### Data extract
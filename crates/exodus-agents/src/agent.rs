//! Agent records and the indexed agent store.
//!
//! Agents are identified by their position in the store. The store only
//! grows: seeding appends new agents at the end, and a step replaces the
//! whole vector with one that carries every agent at its original index.

use std::collections::BTreeMap;
use std::ops::Range;

use exodus_types::{AgentIndex, LocationId};
use exodus_world::LocationGraph;
use serde::{Deserialize, Serialize};

use crate::error::AgentError;

/// A single displaced person.
#[derive(Debug, Clone, PartialEq, Eq, Serialize, Deserialize)]
pub struct Agent {
    /// Position in the [`AgentStore`].
    pub index: AgentIndex,
    /// Where the agent currently is.
    pub location: LocationId,
}

impl Agent {
    /// Create an agent at a location.
    pub const fn new(index: AgentIndex, location: LocationId) -> Self {
        Self { index, location }
    }

    /// Copy of this agent relocated to `location`.
    #[must_use]
    pub fn relocated(&self, location: LocationId) -> Self {
        Self {
            index: self.index,
            location,
        }
    }
}

/// All agents of a run, indexed by [`AgentIndex`].
#[derive(Debug, Clone, Default, PartialEq, Eq, Serialize)]
pub struct AgentStore {
    agents: Vec<Agent>,
}

impl AgentStore {
    /// Create an empty store.
    pub const fn new() -> Self {
        Self { agents: Vec::new() }
    }

    /// Populate from initial location weights.
    ///
    /// Each location contributes `weight` agents, visited in ascending
    /// location id order.
    pub fn from_graph(graph: &LocationGraph) -> Self {
        let mut store = Self::new();
        for (id, loc) in graph.locations() {
            store.append(id, loc.weight);
        }
        store
    }

    /// Rebuild a store from agent records.
    ///
    /// # Errors
    ///
    /// Returns [`AgentError::IndexMismatch`] if any record is not at the
    /// position matching its own index.
    pub fn from_agents(agents: Vec<Agent>) -> Result<Self, AgentError> {
        if let Some((position, agent)) = agents
            .iter()
            .enumerate()
            .find(|(position, agent)| agent.index.get() != *position)
        {
            return Err(AgentError::IndexMismatch {
                position,
                found: agent.index,
            });
        }
        Ok(Self { agents })
    }

    /// Number of agents.
    pub const fn len(&self) -> usize {
        self.agents.len()
    }

    /// Whether the store is empty.
    pub const fn is_empty(&self) -> bool {
        self.agents.is_empty()
    }

    /// Agent at an index.
    pub fn get(&self, index: AgentIndex) -> Option<&Agent> {
        self.agents.get(index.get())
    }

    /// Location of an agent.
    ///
    /// # Errors
    ///
    /// Returns [`AgentError::AgentNotFound`] for an index past the end.
    pub fn location_of(&self, index: AgentIndex) -> Result<&LocationId, AgentError> {
        self.get(index)
            .map(|a| &a.location)
            .ok_or(AgentError::AgentNotFound(index))
    }

    /// Iterate agents in index order.
    pub fn iter(&self) -> impl Iterator<Item = &Agent> {
        self.agents.iter()
    }

    /// A contiguous slice of agents. Out-of-range bounds are clamped.
    pub fn slice(&self, range: Range<usize>) -> &[Agent] {
        let end = range.end.min(self.agents.len());
        let start = range.start.min(end);
        self.agents.get(start..end).unwrap_or_default()
    }

    /// Append `count` agents at `location`; returns their index range.
    pub fn append(&mut self, location: &LocationId, count: u32) -> Range<usize> {
        let start = self.agents.len();
        for _ in 0..count {
            let index = AgentIndex(self.agents.len());
            self.agents.push(Agent::new(index, location.clone()));
        }
        start..self.agents.len()
    }

    /// Number of agents per location. Locations without agents are absent.
    pub fn counts_by_location(&self) -> BTreeMap<LocationId, u32> {
        let mut counts: BTreeMap<LocationId, u32> = BTreeMap::new();
        for agent in &self.agents {
            let entry = counts.entry(agent.location.clone()).or_default();
            *entry = entry.saturating_add(1);
        }
        counts
    }

    /// Consume the store into its records.
    pub fn into_vec(self) -> Vec<Agent> {
        self.agents
    }
}

#[cfg(test)]
mod tests {
    use exodus_types::{EdgeSpec, GraphSpec, NodeSpec};

    use super::*;

    fn graph() -> LocationGraph {
        let spec = GraphSpec {
            nodes: vec![
                NodeSpec::new("B", 1, 0, 0, 0.5),
                NodeSpec::new("A", 2, 0, 0, 0.5),
            ],
            edges: vec![EdgeSpec::new("A", "B")],
        };
        LocationGraph::from_spec(&spec, None).unwrap_or_default()
    }

    #[test]
    fn from_graph_orders_by_location_id() {
        let store = AgentStore::from_graph(&graph());
        assert_eq!(store.len(), 3);
        let locations: Vec<&str> = store.iter().map(|a| a.location.as_str()).collect();
        assert_eq!(locations, vec!["A", "A", "B"]);
        assert!(store.iter().enumerate().all(|(i, a)| a.index.get() == i));
    }

    #[test]
    fn counts_match_weights() {
        let graph = graph();
        let store = AgentStore::from_graph(&graph);
        assert_eq!(store.counts_by_location(), graph.weights());
    }

    #[test]
    fn append_extends_index_range() {
        let mut store = AgentStore::from_graph(&graph());
        let range = store.append(&LocationId::from("B"), 4);
        assert_eq!(range, 3..7);
        assert_eq!(store.len(), 7);
        assert_eq!(
            store.location_of(AgentIndex(6)).map(LocationId::as_str).ok(),
            Some("B")
        );
    }

    #[test]
    fn from_agents_rejects_misplaced_index() {
        let agents = vec![
            Agent::new(AgentIndex(0), LocationId::from("A")),
            Agent::new(AgentIndex(2), LocationId::from("A")),
        ];
        assert!(matches!(
            AgentStore::from_agents(agents),
            Err(AgentError::IndexMismatch { position: 1, .. })
        ));
    }

    #[test]
    fn slice_clamps_bounds() {
        let store = AgentStore::from_graph(&graph());
        assert_eq!(store.slice(1..10).len(), 2);
        assert!(store.slice(5..9).is_empty());
        assert!(matches!(
            store.location_of(AgentIndex(3)),
            Err(AgentError::AgentNotFound(_))
        ));
    }
}
//! Error types for the exodus-agents crate.
//!
//! All operations that can fail return typed errors rather than panicking.
//! Configuration problems (population too small, bad ranges, bad
//! probabilities) surface here before any step runs.

use exodus_types::{AgentIndex, LocationId};

/// Errors that can occur during agent, social, or movement operations.
#[derive(Debug, thiserror::Error)]
pub enum AgentError {
    /// Social links were requested but there is no partner to draw.
    #[error("population of {population} is too small to draw {relation} partners")]
    PopulationTooSmall {
        /// Current population size.
        population: usize,
        /// Which relation was being built.
        relation: &'static str,
    },

    /// A `(low, high)` link count range with `low > high`.
    #[error("invalid {relation} count range ({low}, {high})")]
    InvalidLinkRange {
        /// Which relation the range configures.
        relation: &'static str,
        /// Lower bound.
        low: u32,
        /// Upper bound.
        high: u32,
    },

    /// A probability outside `[0, 1]` or not finite.
    #[error("{field} must be a probability in [0, 1], got {value}")]
    InvalidProbability {
        /// Config field name.
        field: &'static str,
        /// Rejected value.
        value: f64,
    },

    /// A weight that is NaN, infinite or negative.
    #[error("{field} must be finite and non-negative, got {value}")]
    InvalidWeight {
        /// Config field name.
        field: &'static str,
        /// Rejected value.
        value: f64,
    },

    /// An agent is located somewhere the graph does not know.
    #[error("agent {agent} is at unknown location {location}")]
    UnknownLocation {
        /// The agent.
        agent: AgentIndex,
        /// The unknown location.
        location: LocationId,
    },

    /// An agent index is past the end of the store.
    #[error("agent not found: {0}")]
    AgentNotFound(AgentIndex),

    /// A relation from an agent to itself.
    #[error("agent {0} cannot be related to itself")]
    SelfRelation(AgentIndex),

    /// A rebuilt store does not carry each agent at its own index.
    #[error("agent record at position {position} carries index {found}")]
    IndexMismatch {
        /// Position in the store.
        position: usize,
        /// Index recorded on the agent.
        found: AgentIndex,
    },
}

### Problem details
This exercise requires the lines of the entries containing the string "their".

### Written reply
//! Agents are identified by their position in the store. The store only
    /// Append `count` agents at `location`; returns their index range.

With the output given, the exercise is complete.